Depuis quelques jours, je les enchaîne. Paraît que c'est bon pour l'album de faire de la pub comme ça. Moi je pense juste que j'en fais beaucoup trop et que les gens voudront plus voir ma gueule après. Mais comme dit Damien, je ne suis pas payé pour penser.

Dans le coup, je ferme ma gueule.

— Pour qui ?

En vrai, je m'en fous. Mais il faut quand même que j'ai l'air intéressé. Et surpris. Il faut que je sorte mon sourire le plus craquant, celui avec des fossettes et que je sorte mon plus beau cuir. Je fais ça tous les jours.

Au final, toutes les interviews sont les mêmes. Je dédicace deux-trois albums pour la forme. Je fais une photo avec une fan prise au « hasard » dans la rue. Ça, c'est juste du vent. On prend juste la plus photogénique qu'on trouve. Et souvent, elle est payée. Parce qu'elle ne me connaît absolument pas.

— OTS. Voilà qu'ils te courent après maintenant, dit-il en se frottant les mains comme un mec de la mafia.

OK. Finalement, ça me surprend. Parce que ça fait quelques temps que je fais de la musique, quelques années que mon succès grandit et je n'ai jamais eu aucune sollicitation de leur part. Comme si je n'existais pas. Un vulgaire pigeon sur le trottoir.

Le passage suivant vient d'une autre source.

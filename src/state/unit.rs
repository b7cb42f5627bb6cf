//! Units: the commander of each session and the sub-agents it spawns
//!
//! # Lifecycle
//! `Spawning -> Idle <-> Acting <-> Waiting`, any of `Idle/Acting/Waiting -> Failed`,
//! any state `-> Despawning -> (removed)`. Transitions are driven by the
//! handlers in `event_processing`; this module only holds the data and the
//! tool classification tables.

use serde::{Deserialize, Serialize};
use serde_json::{Map, Value};

/// Unit class, derived from the sub-agent type reported by Claude Code
#[derive(Debug, Clone, Copy, PartialEq, Eq, Serialize, Deserialize)]
#[serde(rename_all = "lowercase")]
pub enum UnitType {
    Commander,
    Scout,
    Warrior,
    Strategist,
    Soldier,
    Specialist,
}

impl UnitType {
    /// Map a sub-agent `agent_type` to its unit class
    pub fn from_agent_type(agent_type: &str) -> Self {
        match agent_type {
            "Explore" => UnitType::Scout,
            "Bash" => UnitType::Warrior,
            "Plan" => UnitType::Strategist,
            "general-purpose" => UnitType::Soldier,
            _ => UnitType::Specialist,
        }
    }

    /// Capitalized name used in display names ("Scout-2")
    pub fn title(self) -> &'static str {
        match self {
            UnitType::Commander => "Commander",
            UnitType::Scout => "Scout",
            UnitType::Warrior => "Warrior",
            UnitType::Strategist => "Strategist",
            UnitType::Soldier => "Soldier",
            UnitType::Specialist => "Specialist",
        }
    }
}

#[derive(Debug, Clone, Copy, PartialEq, Eq, Serialize, Deserialize)]
#[serde(rename_all = "lowercase")]
pub enum UnitStatus {
    Spawning,
    Idle,
    Acting,
    Waiting,
    Failed,
    Despawning,
}

/// Presentation category of a tool call
#[derive(Debug, Clone, Copy, PartialEq, Eq, Serialize, Deserialize)]
#[serde(rename_all = "lowercase")]
pub enum ActionType {
    Scouting,
    Building,
    Attacking,
    Summoning,
    Researching,
    Special,
}

impl ActionType {
    pub fn from_tool(tool_name: &str) -> Self {
        match tool_name {
            "Read" | "Glob" | "Grep" => ActionType::Scouting,
            "Write" | "Edit" => ActionType::Building,
            "Bash" => ActionType::Attacking,
            "Task" => ActionType::Summoning,
            "WebFetch" | "WebSearch" => ActionType::Researching,
            _ => ActionType::Special,
        }
    }
}

/// Tools whose target is a filesystem path
pub const FILE_TOOLS: [&str; 5] = ["Read", "Edit", "Write", "Glob", "Grep"];

/// Tools whose target lives off the repository map
pub const WEB_TOOLS: [&str; 2] = ["WebFetch", "WebSearch"];

/// Tools counted as reads in player stats
pub const READ_TOOLS: [&str; 3] = ["Read", "Glob", "Grep"];

/// Tools counted as writes in player stats
pub const WRITE_TOOLS: [&str; 2] = ["Write", "Edit"];

pub fn is_file_tool(tool_name: &str) -> bool {
    FILE_TOOLS.contains(&tool_name)
}

pub fn is_web_tool(tool_name: &str) -> bool {
    WEB_TOOLS.contains(&tool_name)
}

fn input_str<'a>(input: &'a Map<String, Value>, key: &str) -> Option<&'a str> {
    input.get(key).and_then(Value::as_str)
}

/// Resolve the target of a tool call from its structured input
///
/// File tools yield a path, shell yields the command, web tools the URL or
/// query. Anything else gets a truncated JSON dump of the input.
pub fn extract_target(tool_name: &str, input: &Map<String, Value>) -> String {
    let found = match tool_name {
        "Read" | "Edit" | "Write" => input_str(input, "file_path"),
        "Glob" => input_str(input, "pattern").or_else(|| input_str(input, "path")),
        "Grep" => input_str(input, "path").or_else(|| input_str(input, "pattern")),
        "Bash" => input_str(input, "command"),
        "WebFetch" => input_str(input, "url"),
        "WebSearch" => input_str(input, "query"),
        _ => {
            let dump = serde_json::to_string(input).unwrap_or_default();
            return dump.chars().take(100).collect();
        }
    };
    found.unwrap_or_default().to_string()
}

/// Cut `s` to `max` characters, appending an ellipsis when shortened
pub fn truncate(s: &str, max: usize) -> String {
    if s.chars().count() > max {
        let head: String = s.chars().take(max).collect();
        format!("{head}…")
    } else {
        s.to_string()
    }
}

/// A point on the map, attributed to the region containing it
#[derive(Debug, Clone, PartialEq, Serialize, Deserialize)]
pub struct MapPosition {
    pub region: String,
    pub x: f64,
    pub y: f64,
}

impl MapPosition {
    /// Center of the world, inside `base`
    pub fn origin() -> Self {
        Self {
            region: "base".to_string(),
            x: 500.0,
            y: 500.0,
        }
    }
}

/// In-flight tool invocation attributed to a unit
#[derive(Debug, Clone, PartialEq, Serialize, Deserialize)]
#[serde(rename_all = "camelCase")]
pub struct UnitAction {
    pub tool_use_id: String,
    pub tool_name: String,
    pub action_type: ActionType,
    pub target: String,
    pub started_at: i64,
    pub description: String,
}

#[derive(Debug, Clone, Serialize, Deserialize)]
#[serde(rename_all = "camelCase")]
pub struct Unit {
    pub id: String,
    #[serde(rename = "type")]
    pub unit_type: UnitType,
    pub display_name: String,
    pub status: UnitStatus,
    pub position: MapPosition,
    /// Set while an action is in flight, consumed on success
    pub target_position: Option<MapPosition>,
    pub current_action: Option<UnitAction>,
    pub spawned_at: i64,
    pub last_action_at: i64,
    /// Stamped when the session's history was cleared; never interpreted here
    #[serde(default, skip_serializing_if = "Option::is_none")]
    pub cleared_at: Option<i64>,
}

impl Unit {
    pub fn new(id: impl Into<String>, unit_type: UnitType, display_name: impl Into<String>, now: i64) -> Self {
        Self {
            id: id.into(),
            unit_type,
            display_name: display_name.into(),
            status: UnitStatus::Idle,
            position: MapPosition::origin(),
            target_position: None,
            current_action: None,
            spawned_at: now,
            last_action_at: now,
            cleared_at: None,
        }
    }

    /// Close the action window without moving
    pub fn clear_action(&mut self) {
        self.current_action = None;
    }

    /// Commit the pending move: teleport to the target, then go idle
    pub fn complete_action(&mut self) {
        if let Some(target) = self.target_position.take() {
            self.position = target;
        }
        self.status = UnitStatus::Idle;
        self.current_action = None;
    }

    /// Abort the action in place; the pending target is dropped
    pub fn fail_action(&mut self) {
        self.status = UnitStatus::Failed;
        self.current_action = None;
        self.target_position = None;
    }
}
//! HTTP daemon: receives hook events and serves the game state
//!
//! Every request that mutates the world takes the engine lock, applies the
//! event, serializes the snapshot while still holding the lock and queues it
//! for the writer. Snapshots therefore reach the writer in tick order and
//! never reflect a half-applied event.

pub mod snapshot;

use crate::config::CliRtsConfig;
use crate::errors::{CliRtsError, Result};
use crate::event::EventEnvelope;
use crate::state::{now_ms, Engine};
use axum::body::Bytes;
use axum::extract::{DefaultBodyLimit, State};
use axum::http::{header, Method, StatusCode};
use axum::response::{IntoResponse, Response};
use axum::routing::{get, post};
use axum::{Json, Router};
use serde_json::{json, Value};
use snapshot::{SnapshotSender, SnapshotWriter};
use std::sync::Arc;
use std::time::Duration;
use tokio::net::TcpListener;
use tokio::sync::Mutex;
use tokio_util::sync::CancellationToken;
use tower_http::cors::{Any, CorsLayer};
use tower_http::trace::TraceLayer;

/// State shared by every request handler and the sweeper
#[derive(Clone)]
pub struct DaemonState {
    engine: Arc<Mutex<Engine>>,
    snapshots: SnapshotSender,
}

impl DaemonState {
    pub fn new(engine: Engine, snapshots: SnapshotSender) -> Self {
        Self {
            engine: Arc::new(Mutex::new(engine)),
            snapshots,
        }
    }

    /// Queue the current state; called with the engine lock held
    fn queue_snapshot(&self, engine: &Engine) {
        match engine.state.to_snapshot() {
            Ok(bytes) => {
                if !self.snapshots.submit(bytes) {
                    tracing::warn!("Snapshot writer stopped, dropping snapshot");
                }
            }
            Err(e) => tracing::warn!(error = %e, "Failed to serialize snapshot"),
        }
    }
}

/// Request-level failures, rendered as `{ok:false, error}`
#[derive(Debug, thiserror::Error)]
pub enum ApiError {
    #[error("{0}")]
    BadRequest(String),

    #[error("{0}")]
    Internal(String),
}

impl From<CliRtsError> for ApiError {
    fn from(e: CliRtsError) -> Self {
        match e {
            CliRtsError::InvalidPayload(msg) => ApiError::BadRequest(msg),
            other => ApiError::Internal(other.to_string()),
        }
    }
}

impl IntoResponse for ApiError {
    fn into_response(self) -> Response {
        let status = match &self {
            ApiError::BadRequest(_) => StatusCode::BAD_REQUEST,
            ApiError::Internal(_) => StatusCode::INTERNAL_SERVER_ERROR,
        };
        let body = json!({ "ok": false, "error": self.to_string() });
        (status, Json(body)).into_response()
    }
}

/// Decode a POST body into `(eventType, payload)`
fn parse_envelope(body: &[u8]) -> Result<(String, Value)> {
    let envelope: EventEnvelope = serde_json::from_slice(body)
        .map_err(|e| CliRtsError::InvalidPayload(e.to_string()))?;
    let payload = match envelope.payload {
        Some(Value::Null) | None => Value::Object(Default::default()),
        Some(payload) => payload,
    };
    Ok((envelope.event_type, payload))
}

async fn post_event(
    State(state): State<DaemonState>,
    body: Bytes,
) -> std::result::Result<Json<Value>, ApiError> {
    let (event_type, payload) = parse_envelope(&body)?;

    let mut engine = state.engine.lock().await;
    let event = engine.handle_event(&event_type, payload);
    let tick = engine.state.tick;
    state.queue_snapshot(&engine);
    drop(engine);

    tracing::debug!(event_type = %event_type, tick, event_id = %event.id, "Event applied");
    Ok(Json(json!({ "ok": true, "tick": tick, "event": event.id })))
}

async fn get_state(State(state): State<DaemonState>) -> std::result::Result<Response, ApiError> {
    let engine = state.engine.lock().await;
    let bytes = engine.state.to_snapshot().map_err(CliRtsError::from)?;
    drop(engine);
    Ok(([(header::CONTENT_TYPE, "application/json")], bytes).into_response())
}

async fn health(State(state): State<DaemonState>) -> Json<Value> {
    let tick = state.engine.lock().await.state.tick;
    Json(json!({ "ok": true, "tick": tick }))
}

/// Build the daemon router
///
/// - `POST /events` apply one hook event
/// - `GET /state` full game state
/// - `GET /health` liveness plus current tick
pub fn build_router(state: DaemonState, max_body_bytes: usize) -> Router {
    let cors = CorsLayer::new()
        .allow_origin(Any)
        .allow_methods([Method::GET, Method::POST, Method::OPTIONS])
        .allow_headers([header::CONTENT_TYPE]);

    Router::new()
        .route("/events", post(post_event))
        .route("/state", get(get_state))
        .route("/health", get(health))
        .layer(DefaultBodyLimit::max(max_body_bytes))
        .layer(cors)
        .layer(TraceLayer::new_for_http())
        .with_state(state)
}

/// Periodically remove sub-agents whose despawn window has passed
async fn sweep_despawns(state: DaemonState, every: Duration, cancel: CancellationToken) {
    let mut ticker = tokio::time::interval(every.max(Duration::from_millis(10)));
    loop {
        tokio::select! {
            () = cancel.cancelled() => break,
            _ = ticker.tick() => {
                let mut engine = state.engine.lock().await;
                let removed = engine.sweep_despawns(now_ms());
                if removed > 0 {
                    tracing::debug!(
                        removed,
                        pending = engine.pending_despawns(),
                        "Despawned units removed"
                    );
                    state.queue_snapshot(&engine);
                }
            }
        }
    }
}

/// Resolve once SIGINT or SIGTERM arrives, yielding the signal's name
///
/// Handlers are registered before the future is returned, so a signal sent
/// right after this call is not missed.
fn shutdown_signal() -> impl std::future::Future<Output = &'static str> {
    #[cfg(unix)]
    let mut terminate = tokio::signal::unix::signal(tokio::signal::unix::SignalKind::terminate())
        .map_err(|e| tracing::warn!(error = %e, "Could not listen for SIGTERM"))
        .ok();

    async move {
        let interrupt = async {
            if let Err(e) = tokio::signal::ctrl_c().await {
                tracing::warn!(error = %e, "Could not listen for Ctrl-C");
                std::future::pending::<()>().await;
            }
        };

        #[cfg(unix)]
        let terminate = async {
            match terminate.as_mut() {
                Some(sig) => {
                    sig.recv().await;
                }
                None => std::future::pending::<()>().await,
            }
        };
        #[cfg(not(unix))]
        let terminate = std::future::pending::<()>();

        tokio::select! {
            () = interrupt => "SIGINT",
            () = terminate => "SIGTERM",
        }
    }
}

/// Run the daemon until SIGINT or SIGTERM
///
/// # Errors
///
/// Returns `CliRtsError::Bind` when the address is taken (typically another
/// daemon), or an I/O error if the state directory cannot be created.
pub async fn start(config: &CliRtsConfig, port: u16) -> Result<()> {
    let root = std::env::current_dir()?;
    let snapshot_path = config.state.snapshot_path(&root);
    if let Some(dir) = snapshot_path.parent() {
        std::fs::create_dir_all(dir)?;
    }

    let addr = format!("{}:{}", config.daemon.host, port);
    let listener = TcpListener::bind(&addr)
        .await
        .map_err(|source| CliRtsError::Bind {
            addr: addr.clone(),
            source,
        })?;

    let engine = Engine::new(&root.to_string_lossy(), config.despawn.delay_ms);
    let writer = SnapshotWriter::spawn(snapshot_path.clone());
    writer.submit(engine.state.to_snapshot()?);
    writer.flush().await;

    let state = DaemonState::new(engine, writer.sender());
    let cancel = CancellationToken::new();

    let sweeper = tokio::spawn(sweep_despawns(
        state.clone(),
        Duration::from_millis(config.despawn.sweep_interval_ms),
        cancel.clone(),
    ));

    let signal_cancel = cancel.clone();
    let signalled = shutdown_signal();
    tokio::spawn(async move {
        let name = signalled.await;
        tracing::info!(signal = name, "Shutting down");
        signal_cancel.cancel();
    });

    tracing::info!(
        %addr,
        snapshot = %snapshot_path.display(),
        "cli-rts daemon listening"
    );
    eprintln!("cli-rts daemon listening on http://{addr}");
    eprintln!("Writing state to {}", snapshot_path.display());

    let shutdown = cancel.clone();
    let served = axum::serve(listener, build_router(state, config.daemon.max_body_bytes))
        .with_graceful_shutdown(async move { shutdown.cancelled().await })
        .await;

    cancel.cancel();
    if let Err(e) = sweeper.await {
        tracing::warn!(error = %e, "Despawn sweeper task failed");
    }
    let stats = writer.shutdown().await;
    tracing::info!(
        written = stats.written,
        failed = stats.failed,
        "Daemon stopped"
    );

    served.map_err(|e| CliRtsError::Serve(e.to_string()))
}
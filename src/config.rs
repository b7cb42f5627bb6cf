use serde::{Deserialize, Serialize};
use std::path::PathBuf;

/// Maximum events to keep in the audit log ring buffer
pub const MAX_EVENTS: usize = 200;

/// Maximum distinct filenames tracked per region
pub const MAX_REGION_FILES: usize = 20;

/// World extent (square, in map units)
pub const WORLD_SIZE: i64 = 1000;

/// Padding between a region's border and its content area
pub const MAP_PADDING: f64 = 8.0;

/// Space reserved at the top of a region for its label
pub const LABEL_HEIGHT: f64 = 16.0;

/// Default daemon port
pub const DEFAULT_PORT: u16 = 4175;

/// Application configuration loaded from file
#[derive(Debug, Clone, Serialize, Deserialize, Default)]
pub struct CliRtsConfig {
    /// HTTP daemon settings
    #[serde(default)]
    pub daemon: DaemonConfig,

    /// Snapshot file location
    #[serde(default)]
    pub state: StateConfig,

    /// Sub-agent removal timing
    #[serde(default)]
    pub despawn: DespawnConfig,

    /// Hook emitter settings
    #[serde(default)]
    pub emit: EmitConfig,
}

/// Daemon-specific configuration
#[derive(Debug, Clone, Serialize, Deserialize)]
pub struct DaemonConfig {
    /// Bind host
    #[serde(default = "default_host")]
    pub host: String,

    /// Bind port
    #[serde(default = "default_port")]
    pub port: u16,

    /// Largest accepted POST /events body
    #[serde(default = "default_max_body_bytes")]
    pub max_body_bytes: usize,
}

impl Default for DaemonConfig {
    fn default() -> Self {
        Self {
            host: default_host(),
            port: default_port(),
            max_body_bytes: default_max_body_bytes(),
        }
    }
}

fn default_host() -> String {
    "127.0.0.1".to_string()
}

fn default_port() -> u16 {
    DEFAULT_PORT
}

fn default_max_body_bytes() -> usize {
    1024 * 1024
}

/// Where snapshots are written, relative to the daemon's working directory
#[derive(Debug, Clone, Serialize, Deserialize)]
pub struct StateConfig {
    #[serde(default = "default_state_dir")]
    pub dir: String,

    #[serde(default = "default_state_file")]
    pub file: String,
}

impl Default for StateConfig {
    fn default() -> Self {
        Self {
            dir: default_state_dir(),
            file: default_state_file(),
        }
    }
}

fn default_state_dir() -> String {
    ".cli-rts".to_string()
}

fn default_state_file() -> String {
    "game-state.json".to_string()
}

impl StateConfig {
    /// Full snapshot path under `root`
    pub fn snapshot_path(&self, root: &std::path::Path) -> PathBuf {
        root.join(&self.dir).join(&self.file)
    }
}

/// Despawn timing configuration
#[derive(Debug, Clone, Serialize, Deserialize)]
pub struct DespawnConfig {
    /// Grace window before a stopped sub-agent is removed
    #[serde(default = "default_despawn_delay_ms")]
    pub delay_ms: u64,

    /// How often the daemon checks for due removals
    #[serde(default = "default_sweep_interval_ms")]
    pub sweep_interval_ms: u64,
}

impl Default for DespawnConfig {
    fn default() -> Self {
        Self {
            delay_ms: default_despawn_delay_ms(),
            sweep_interval_ms: default_sweep_interval_ms(),
        }
    }
}

fn default_despawn_delay_ms() -> u64 {
    2000
}

fn default_sweep_interval_ms() -> u64 {
    250
}

/// Hook emitter configuration
#[derive(Debug, Clone, Serialize, Deserialize)]
pub struct EmitConfig {
    /// Request timeout when posting to the daemon
    #[serde(default = "default_emit_timeout_ms")]
    pub timeout_ms: u64,
}

impl Default for EmitConfig {
    fn default() -> Self {
        Self {
            timeout_ms: default_emit_timeout_ms(),
        }
    }
}

fn default_emit_timeout_ms() -> u64 {
    3000
}

impl CliRtsConfig {
    /// Load configuration from default path (~/.config/cli-rts/config.toml)
    pub fn load() -> Self {
        Self::load_from_path(Self::default_path())
    }

    /// Get the default configuration path
    pub fn default_path() -> PathBuf {
        directories::BaseDirs::new().map_or_else(
            || PathBuf::from("~/.config/cli-rts/config.toml"),
            |dirs| dirs.config_dir().join("cli-rts").join("config.toml"),
        )
    }

    /// Load configuration from a specific path
    pub fn load_from_path(path: PathBuf) -> Self {
        if !path.exists() {
            tracing::debug!("Config file not found at {:?}, using defaults", path);
            return Self::default();
        }

        match std::fs::read_to_string(&path) {
            Ok(content) => match toml::from_str(&content) {
                Ok(config) => {
                    tracing::info!("Loaded configuration from {:?}", path);
                    config
                }
                Err(e) => {
                    tracing::warn!("Failed to parse config file: {}, using defaults", e);
                    Self::default()
                }
            },
            Err(e) => {
                tracing::warn!("Failed to read config file: {}, using defaults", e);
                Self::default()
            }
        }
    }
}

#[cfg(test)]
mod tests {
    use super::*;
    use tempfile::TempDir;

    #[test]
    fn test_missing_file_uses_defaults() {
        let tmp = TempDir::new().unwrap();
        let config = CliRtsConfig::load_from_path(tmp.path().join("nope.toml"));
        assert_eq!(config.daemon.port, DEFAULT_PORT);
        assert_eq!(config.daemon.host, "127.0.0.1");
        assert_eq!(config.despawn.delay_ms, 2000);
        assert_eq!(config.state.dir, ".cli-rts");
    }

    #[test]
    fn test_partial_file_keeps_other_defaults() {
        let tmp = TempDir::new().unwrap();
        let path = tmp.path().join("config.toml");
        std::fs::write(&path, "[daemon]\nport = 5000\n\n[despawn]\ndelay_ms = 10\n").unwrap();

        let config = CliRtsConfig::load_from_path(path);
        assert_eq!(config.daemon.port, 5000);
        assert_eq!(config.daemon.max_body_bytes, 1024 * 1024);
        assert_eq!(config.despawn.delay_ms, 10);
        assert_eq!(config.despawn.sweep_interval_ms, 250);
        assert_eq!(config.emit.timeout_ms, 3000);
    }

    #[test]
    fn test_malformed_file_falls_back() {
        let tmp = TempDir::new().unwrap();
        let path = tmp.path().join("config.toml");
        std::fs::write(&path, "[daemon\nport = ").unwrap();

        let config = CliRtsConfig::load_from_path(path);
        assert_eq!(config.daemon.port, DEFAULT_PORT);
    }

    #[test]
    fn test_snapshot_path() {
        let state = StateConfig::default();
        assert_eq!(
            state.snapshot_path(std::path::Path::new("/repo")),
            PathBuf::from("/repo/.cli-rts/game-state.json")
        );
    }
}
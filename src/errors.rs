//! Structured error types for cli-rts
//!
//! Uses thiserror for ergonomic error definitions with automatic Display
//! and Error trait implementations. The event state machine itself never
//! fails; these errors belong to the edges (filesystem, HTTP, hook install).

use thiserror::Error;

/// All possible errors in cli-rts
#[derive(Error, Debug)]
pub enum CliRtsError {
    /// Filesystem or socket I/O error
    #[error("I/O error: {0}")]
    Io(#[from] std::io::Error),

    /// JSON parsing/serialization error
    #[error("JSON error: {0}")]
    Json(#[from] serde_json::Error),

    /// The daemon could not bind its listen address (usually already running)
    #[error("Failed to bind {addr}: {source}")]
    Bind {
        addr: String,
        #[source]
        source: std::io::Error,
    },

    /// The HTTP server stopped with an error
    #[error("Server error: {0}")]
    Serve(String),

    /// Hook installation failed
    #[error("Hook installation failed for '{project}': {reason}")]
    InitError { project: String, reason: String },

    /// Inbound request body could not be interpreted as an event envelope
    #[error("Invalid event payload: {0}")]
    InvalidPayload(String),

    /// Hook emitter could not reach the daemon
    #[error("HTTP error: {0}")]
    Http(#[from] reqwest::Error),
}

/// Convenience Result type using CliRtsError
pub type Result<T> = std::result::Result<T, CliRtsError>;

Pour le coup, je ne sais pas si je dois être content ou non. C'est cool comme opportunité, mais je n'ai aucune preuve que Damien n'a pas foutu son museau de fouine un peu partout.

— Ils n'ont jamais voulu me voir et maintenant, ils se réveillent. Ils envoient qui ? Le stagiaire ? Le mec qui travaille aux archives et qui n'a pas vu la lumière depuis des semaines ?

Tiens, on dirait que je suis amer. Ça ne me ressemble qu'à moitié. Comment on dit déjà ? Ah. Oui. Rancunier. Je suis un putain de rancunier. Et en plus, je n'oublie jamais.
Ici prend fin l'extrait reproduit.